We looked the the materials in the nest. What was the difference between the outside materials and the inside materials? They found white long hairs in the inside. This nest came from my garden. I told how I clean the hairs from my comb during spring and leave them out for the nest building birds. The other nest had soft white stuff lining inside. What could it be? We used our thumb and pointer finger to see what it would be like if you only had a beak to pick up some materials on the ground. Imagine weaving a nest with just a beak. We wondered how long it would take. Do both parent birds make the nest together?

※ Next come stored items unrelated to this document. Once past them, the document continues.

//! Error taxonomy for the persistence client.
//!
//! Errors are either retryable (the request may succeed if repeated) or
//! terminal. [`ClientError::is_retryable`] is the only place that
//! classification is made.

/// Errors from the persistence REST layer.
///
/// Payloads are plain strings so one failed fetch can be handed to every
/// caller that was waiting on it.
#[derive(Debug, Clone, PartialEq, thiserror::Error)]
pub enum ClientError {
    /// The request never produced a response (connect, DNS, TLS, timeout).
    #[error("Network error: {0}")]
    Network(String),

    /// The server answered with a non-2xx status.
    #[error("API error ({status}): {message}")]
    Api {
        /// HTTP status code.
        status: u16,
        /// The `error` field of the response body, or the raw body.
        message: String,
    },

    /// The response body was not the JSON shape we expected.
    #[error("Failed to decode response: {0}")]
    Decode(String),

    /// The request could not be built (bad URL, unserializable body).
    #[error("Invalid request: {0}")]
    InvalidRequest(String),
}

impl ClientError {
    /// HTTP status of an [`ClientError::Api`] error.
    pub fn status(&self) -> Option<u16> {
        match self {
            Self::Api { status, .. } => Some(*status),
            _ => None,
        }
    }

    /// Whether repeating the same request could succeed.
    ///
    /// Network failures, 5xx, 408 and 429 are retryable; other statuses,
    /// decode failures and invalid requests are terminal.
    pub fn is_retryable(&self) -> bool {
        match self {
            Self::Network(_) => true,
            Self::Api { status, .. } => is_retryable_status(*status),
            Self::Decode(_) | Self::InvalidRequest(_) => false,
        }
    }
}

/// 5xx, 408 (request timeout) and 429 (too many requests).
pub fn is_retryable_status(status: u16) -> bool {
    (500..600).contains(&status) || status == 408 || status == 429
}

impl From<reqwest::Error> for ClientError {
    fn from(e: reqwest::Error) -> Self {
        if e.is_decode() {
            Self::Decode(e.to_string())
        } else if e.is_builder() {
            Self::InvalidRequest(e.to_string())
        } else {
            Self::Network(e.to_string())
        }
    }
}

impl From<serde_json::Error> for ClientError {
    fn from(e: serde_json::Error) -> Self {
        Self::Decode(e.to_string())
    }
}

// ---------------------------------------------------------------------------
// Tests
// ---------------------------------------------------------------------------

#[cfg(test)]
mod tests {
    use super::*;

    fn api(status: u16) -> ClientError {
        ClientError::Api {
            status,
            message: "boom".into(),
        }
    }

    #[test]
    fn server_errors_are_retryable() {
        for status in [500, 502, 503, 504, 599] {
            assert!(api(status).is_retryable(), "{status} should retry");
        }
    }

    #[test]
    fn timeout_and_rate_limit_are_retryable() {
        assert!(api(408).is_retryable());
        assert!(api(429).is_retryable());
    }

    #[test]
    fn other_client_errors_are_terminal() {
        for status in [400, 401, 403, 404, 409, 422] {
            assert!(!api(status).is_retryable(), "{status} should not retry");
        }
    }

    #[test]
    fn network_errors_retry_but_decode_errors_do_not() {
        assert!(ClientError::Network("connection refused".into()).is_retryable());
        assert!(!ClientError::Decode("expected value".into()).is_retryable());
        assert!(!ClientError::InvalidRequest("bad url".into()).is_retryable());
    }

    #[test]
    fn display_includes_status_and_message() {
        assert_eq!(api(503).to_string(), "API error (503): boom");
    }
}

Off they ran to collect materials. We tried out sticks. Would we need bendy ones to make a circular nest? Sticks were put through a trial of whether they were bendy or snappy.
By the end of a term of Forest Fridays the children’s knowledge about the woodland is amazing. Their naming of plants, animals, fungi, birds and invertebrates is impressive but what really is impressive is their love and knowledge and excitement. I watched them pick up sticks from the forest floor and chatting to themselves saying “snappy” and “bendy”. After a while I noticed that they wanted bendy sticks so they didn’t pick up snappy ones. Their power of observation, knowing the twigs which were mainly larch and ash from they other twigs by starting with experimenting is a far greater knowledge than just naming plants.
Tasting, smelling, touching,hearing, imagining, making, wondering, noticing, observing, climbing, playing all feed into a deep understanding of the woodland.
We got a letter from Blue tit.
Hi There!
I have been watching you during the past Fridays. I love watching the fun you have because you remind me of my family. I laid 15 eggs and out of that amount 10 have hatched.
I have my nest near grandmother tree so when my hungry chicks leave the nest they will have plenty of caterpillars to eat. My babies eat up to 100 caterpillars a day! That’s a lot of food.
You might hear them when I arrive with food to the nest they make an almost continuous cacophony of ‘tsee – tsee – tsee – tsee – tsee’.